Iacelys de Carvalho - História de uma servidora pública na memória de uma mulher preta
Angela Davis, Bell Hooks, Patricia Hill Collins, são mulheres retratadas na História como desbravadoras do feminismo negro. Esse feminismo que chegou ao Brasil apenas em 1970, embora a luta por gênero mas sem recorte de raça tenha surgido bem antes, com o direito ao voto da mulher branca ainda em 1934 (já que as pretas não podiam votar porque não eram alfabetizadas), alcançou mulheres pretas dos dias atuais que hoje, como mobilizadoras sociais, repassam suas militâncias para as filhas e netas além de empoderar outras que estão à sua volta, fazendo com que esse processo funcione como um ciclo sem fim, que apesar das repressões e da minimização de suas lutas, não se encerra, alcançando gerações.
A luta romantizada das mulheres negras que são ditadas como “guerreiras” por lutarem por um direito que sempre foi delas mas que foi tomado, aparece em Iacelys Maria Santana de Carvalho, mulher preta, 61 anos, dirigente sindical há mais de uma década que atua na pasta da Secretaria de Políticas Sociais e Culturais do Sindsprev Pernambuco.
Iacelys, no Julho das Pretas, promoveu um evento notório para dar visibilidade às negras servidoras públicas federais da saúde e previdência de Pernambuco com uma estrutura pensada para seus empoderamentos, fazendo jus à frase de Davis que diz que “quando uma mulher preta se movimenta, toda a sociedade se movimenta com ela”.

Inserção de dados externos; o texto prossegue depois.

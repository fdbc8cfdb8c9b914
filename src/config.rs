//! 应用配置：从 config/default.toml 与环境变量加载
//!
//! 加载顺序：先读 TOML 文件，再用环境变量 `ITINERA__*` 覆盖（双下划线表示嵌套，
//! 如 `ITINERA__TASKS__EXTRACT_ITINERARY__MAX_RETRIES=3`）。所有键都有固定默认值。

use std::collections::HashMap;
use std::path::PathBuf;

use serde::Deserialize;

use crate::core::state::ImagePrecedence;

/// 应用配置根
#[derive(Debug, Clone, Deserialize, Default)]
#[serde(default)]
pub struct AppConfig {
    pub llm: LlmSection,
    /// 任务名（snake_case）到覆盖项
    pub tasks: HashMap<String, TaskOverride>,
    pub compaction: CompactionSection,
    pub orchestrator: OrchestratorSection,
    pub providers: ProvidersSection,
    pub store: StoreSection,
}

/// [llm] 段：各提供方端点；API Key 只从环境变量读取
#[derive(Debug, Clone, Deserialize, Default)]
#[serde(default)]
pub struct LlmSection {
    pub openai_base_url: Option<String>,
    pub deepseek_base_url: Option<String>,
}

/// [tasks.<name>] 段：单个任务的模型与策略覆盖
///
/// `model` / `fallback` 形如 `openai:gpt-4.1-mini`；`fallback = "none"` 关闭回退。
#[derive(Debug, Clone, Deserialize, Default)]
#[serde(default)]
pub struct TaskOverride {
    pub model: Option<String>,
    pub fallback: Option<String>,
    pub max_output_tokens: Option<u32>,
    pub timeout_ms: Option<u64>,
    pub max_retries: Option<u32>,
}

/// [compaction] 段：两个压缩档位的阈值覆盖
#[derive(Debug, Clone, Deserialize, Default)]
#[serde(default)]
pub struct CompactionSection {
    pub standard: CompactionOverride,
    pub aggressive: CompactionOverride,
}

#[derive(Debug, Clone, Deserialize, Default)]
#[serde(default)]
pub struct CompactionOverride {
    pub recent_message_count: Option<usize>,
    pub summary_max_chars: Option<usize>,
    pub digest_max_chars: Option<usize>,
    pub trigger_chars: Option<usize>,
    pub max_message_chars: Option<usize>,
}

/// [orchestrator] 段：步数上限、工具超时、并发分支数、图片集优先级
#[derive(Debug, Clone, Deserialize)]
#[serde(default)]
pub struct OrchestratorSection {
    pub max_steps: usize,
    pub tool_timeout_secs: u64,
    pub max_concurrent_branches: usize,
    pub image_precedence: ImagePrecedence,
}

impl Default for OrchestratorSection {
    fn default() -> Self {
        Self {
            max_steps: 12,
            tool_timeout_secs: 180,
            max_concurrent_branches: 4,
            image_precedence: ImagePrecedence::default(),
        }
    }
}

/// [providers] 段：视频元数据、地理编码、图库搜索、图片生成
#[derive(Debug, Clone, Deserialize)]
#[serde(default)]
pub struct ProvidersSection {
    pub request_timeout_secs: u64,
    pub oembed_url: String,
    pub geocoder_url: String,
    pub geocoder_user_agent: String,
    pub unsplash_url: String,
    pub unsplash_access_key: Option<String>,
    pub image_base_url: String,
    pub image_model: String,
    pub image_api_key: Option<String>,
}

impl Default for ProvidersSection {
    fn default() -> Self {
        Self {
            request_timeout_secs: 20,
            oembed_url: "https://www.youtube.com/oembed".to_string(),
            geocoder_url: "https://nominatim.openstreetmap.org/search".to_string(),
            geocoder_user_agent: "itinera/0.1".to_string(),
            unsplash_url: "https://api.unsplash.com/search/photos".to_string(),
            unsplash_access_key: None,
            image_base_url: "https://api.openai.com/v1".to_string(),
            image_model: "gpt-image-1".to_string(),
            image_api_key: None,
        }
    }
}

/// [store] 段：SQLite 路径（需启用 async-sqlite feature）
#[derive(Debug, Clone, Deserialize, Default)]
#[serde(default)]
pub struct StoreSection {
    pub sqlite_path: Option<PathBuf>,
}

impl AppConfig {
    pub fn task_override(&self, task: &str) -> Option<&TaskOverride> {
        self.tasks.get(task)
    }
}

/// 从 config 目录加载配置，环境变量 ITINERA__* 可覆盖
///
/// 1. 按顺序查找 config/default.toml、../config/default.toml，找到则作为第一源
/// 2. 若传入 config_path 且文件存在，则追加该文件（可覆盖前面的键）
/// 3. 最后叠加环境变量 ITINERA__*（双下划线表示嵌套键）
pub fn load_config(config_path: Option<PathBuf>) -> Result<AppConfig, config::ConfigError> {
    let mut builder = config::Config::builder();

    for name in ["config/default", "../config/default"] {
        if std::path::Path::new(&format!("{name}.toml")).exists() {
            builder = builder.add_source(config::File::with_name(name).required(false));
            break;
        }
    }

    if let Some(ref path) = config_path {
        if path.exists() {
            builder = builder.add_source(config::File::from(path.clone()).required(false));
        }
    }

    builder = builder.add_source(
        config::Environment::with_prefix("ITINERA")
            .separator("__")
            .try_parsing(true),
    );

    builder.build()?.try_deserialize()
}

Filha de pais analfabetos, bolsista parcial em escola privada por causa do emprego de seu pai, conquistou os outros 50% de sua bolsa ingressando na banda marcial da escola, majoritariamente branca, que ao mesmo tempo em que destacava sua cor entre as amigas a fazia de alvo de piadas com seu cabelo crespo, altura e cor de pele. Apesar disso, nada a intimidava: naquele tempo não se falava em racismo para mim, eu não sabia que a palavra era essa mas sabia que era porque eu era negra, contudo, sempre fui caçadora de medalhas e troféus, em busca das melhores notas para mostrar que como negra também poderia ser destaque”, afirmou.
A militante, servidora pública da saúde, terminou o curso técnico de enfermagem aos 18 anos. Seu primeiro emprego aconteceu aos 19 e após 4 meses de trabalho, ela passou em um concurso público estadual que a fez ingressar no Hospital Otávio de Freitas. 4 anos depois, Iacelys foi aprovada em um concurso público federal onde ingressou no Hospital Barão de Lucena completando uma história de 37 anos de serviços públicos.
Perguntada sobre quantos médicos negros ela encontrou durante as quase quatro décadas de trabalho, a servidora, após alguns momentos de pausa, refletiu que apenas doisn cruzaram seu caminho nesse período: “é triste mas em toda a minha vida de servidora, encontrei apenas dois médicos negros. Um era cirurgião e outro, nefrologista. Fato que era invertido nas profissões de serviço gerais, por exemplo, onde a maioria dos trabalhadores dos hospitais que passei era negra”, refletiu.
Ainda nos locais de trabalho, a dirigente afirmou que sofria racismo principalmente quando andava sem bata pelos corredores: “já fui confundida com a moça da limpeza quando fui atender a um paciente. Para mim, é uma profissão tão digna como todas as outras, mas isso fala muito sobre os espaços que a sociedade julga que devemos estar ocupando”.
A Iacelys de hoje, como ela mesma afirma, é uma mulher negra, que é mãe, avó, bisavó e militante sindical que conheceu o caminho dos sindicalistas nos movimentos sociais e tornou-se muito mais empoderada e fortalecida com os movimentos mas também com suas vivências árduas e desafiadoras: “quando você quer melhorar as pessoas, quer melhorar o seu ambiente, quer melhorar a sua vida, você começa a mexer um pouco com a sociedade. Não ser somente uma dona de casa, uma moça criada somente para cuidar do lar e dos filhos, foi o que sempre quis fazer. Durante toda essa minha vida eu fui e sou justamente isso”, concluiu.